A howl came from off in the distance. In Cimmeria, it would have been a wolfs cry in the night. Here, Conan cursed. He had come to know too well the belling of hunting hounds —and this hound sought his scent, and his companions'. "We made a mistake," he said. "We should have left someone behind to deal with the dog. An arrow out of the night, and we wouldn't have had to worry about it any more."
"They would only have brought up another one." Talorc spoke with a certain grim fatalism.
"We would kill that one, too," said Conan. Some of the others seemed to think their chances poor. That calculation had never entered Conan's mind. He was still alive. He still had weapons ready to hand. As long as he could, he would go on struggling to survive.
Another howl resounded, this one closer and louder and more excited: the dog had found the Cimmerians' trail. The calls of men floated on the breeze, too. They also sounded excited. They hoped they were going to run this band of barbarians to earth and be rid of it for good.
Conan had a different idea. "They think they will come on us unawares and scatter us," he said; he had already seen the Aquilonians do that once, and had barely come out of the trap alive. "Let's give them a surprise. How will they like it if they find an ambush waiting for them?"
He had to browbeat the rest of the Cimmerians into moving. Some of them would not, and sprawled by the side of the fire, careless of what might happen to them. Conan let them stay where they were. If anything, catching sight of them would help spur on the enemy, help make him careless.
And that was exactly what happened. Spying the Cimmerians slumped there, the Aquilonians stormed forward, certain they would have easy pickings. The barrage of spears and arrows that greeted them from both flanks sent them running away even faster than they had advanced. Now they cried out in terror, not triumph. Conan made sure the dog did not live.
Afterwards, he found only a couple of his countrymen hurt, while half a dozen Aquilonians sprawled in death along the track. Now Conan plundered the corpses. He did not know what he would do with the lunas he took from a dead man's belt pouch. The man's sword, though, was another story. He knew just what to do with that, and hung it on his belt in case something happened to his father's axe.
The Cimmerians pressed ever deeper into Aquilonia. Part of that was Conan's urge to drive the knife home as best he could, the rest a half-formed hope that the Aquilonians would not trouble them so much once they moved farther from the border. That hope proved forlorn. The Aquilonians cared no more for banditry than Conan's folk would have with a gang of Gundermen loose in their land.

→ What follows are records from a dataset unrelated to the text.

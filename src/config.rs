//! Splitter configuration.

use std::time::Duration;

/// Default prefix for every exported metric name.
pub const DEFAULT_STAT_PREFIX: &str = "redis.";

/// Latency histogram bounds tuned for proxied cache traffic (10µs to 100ms).
const DEFAULT_LATENCY_BUCKETS_US: &[u64] = &[
    10,      // 10µs
    25,      // 25µs
    50,      // 50µs
    100,     // 100µs
    250,     // 250µs
    500,     // 500µs
    1_000,   // 1ms
    2_500,   // 2.5ms
    5_000,   // 5ms
    10_000,  // 10ms
    25_000,  // 25ms
    50_000,  // 50ms
    100_000, // 100ms
];

/// Configuration for a [`Splitter`](crate::Splitter).
#[derive(Debug, Clone)]
pub struct SplitterConfig {
    /// Prefix prepended to all metric names, e.g. `redis.` gives
    /// `redis.command.get.total`.
    pub stat_prefix: String,

    /// Upper bounds of the per-command latency histogram buckets.
    /// Samples above the last bound land in an overflow bucket.
    pub latency_buckets: Vec<Duration>,
}

impl Default for SplitterConfig {
    fn default() -> Self {
        Self {
            stat_prefix: DEFAULT_STAT_PREFIX.to_string(),
            latency_buckets: DEFAULT_LATENCY_BUCKETS_US
                .iter()
                .map(|us| Duration::from_micros(*us))
                .collect(),
        }
    }
}

impl SplitterConfig {
    /// Returns a config using the given metric prefix and default buckets.
    pub fn with_stat_prefix(prefix: impl Into<String>) -> Self {
        Self {
            stat_prefix: prefix.into(),
            ..Self::default()
        }
    }

    /// Bucket bounds sorted ascending with duplicates removed.
    pub(crate) fn normalized_buckets(&self) -> Vec<Duration> {
        let mut buckets = self.latency_buckets.clone();
        buckets.sort();
        buckets.dedup();
        buckets
    }
}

One by one, the other raiders fell. The band fissured: now one man, now two or three, would give up, break off, and try to go back to Cimmeria. Conan never learned what happened to those warriors. He would not have bet it was anything good. As for himself, he had no thought of tomorrow past stealing a sheep or a pig and keeping his belly full. The brigand's life, the thief's life, turned out to suit him better than any he had known in Duthil.
After a while, only eight or ten Cimmerians were left with him. He did not think they were in Gunderland any more by then. They had penetrated into Aquilonia proper. The folk who dwelt here looked different and spoke differently from the Gundermen Conan had come to know so well. Many of them did not seem to recognize the raiders for what they were, either.
Conan gulped wine in a farmhouse the men from the north had just plundered. The farmer lay dead on the floor at his feet. "It's been a long time since Cimmerians pushed this deep into Aquilonia," he exulted.
Talorc had drunk more than Conan had —had drunk himself sad, in fact. He began to weep now, saying, "We'll never go home again, either."
"Well, so what?" said Conan. "I've got nothing to go home to, anyhow. Numedides' men made damned sure of that. Best thing I can do now is pay them back in their own coin."
Talorc wept harder. "They'll kill us." He was hardly older than Conan.
"They haven't done it yet," said Conan. "They can keep on trying." He stirred the dead Aquilonian farmer with his boot. "Until they manage, I'm not going to worry about it." Some of the other Cimmerians laughed. The rest, more inclined to Talorc's mood than to Conan's, drank until the farmhouse held nothing more to drink.
They left the place before sunup the next morning. As day brightened, Conan could see a few clouds of smoke rising well to the north: the sign other Cimmerian bands still roamed their enemies' land. His companions did not fire the farmhouse. That would have brought Aquilonian notice to them, and they had already had more notice from King Numedides' soldiers than they wanted.
Later that day, a squadron of Aquilonian knights rode north past them without slowing down, without recognizing them for what they were. Conan laughed at that, but not for long. The knights might not trouble him, but they would help harry his countrymen out of Aquilonia. He wished he could do them a bad turn. The worst turn he could think of was simply surviving.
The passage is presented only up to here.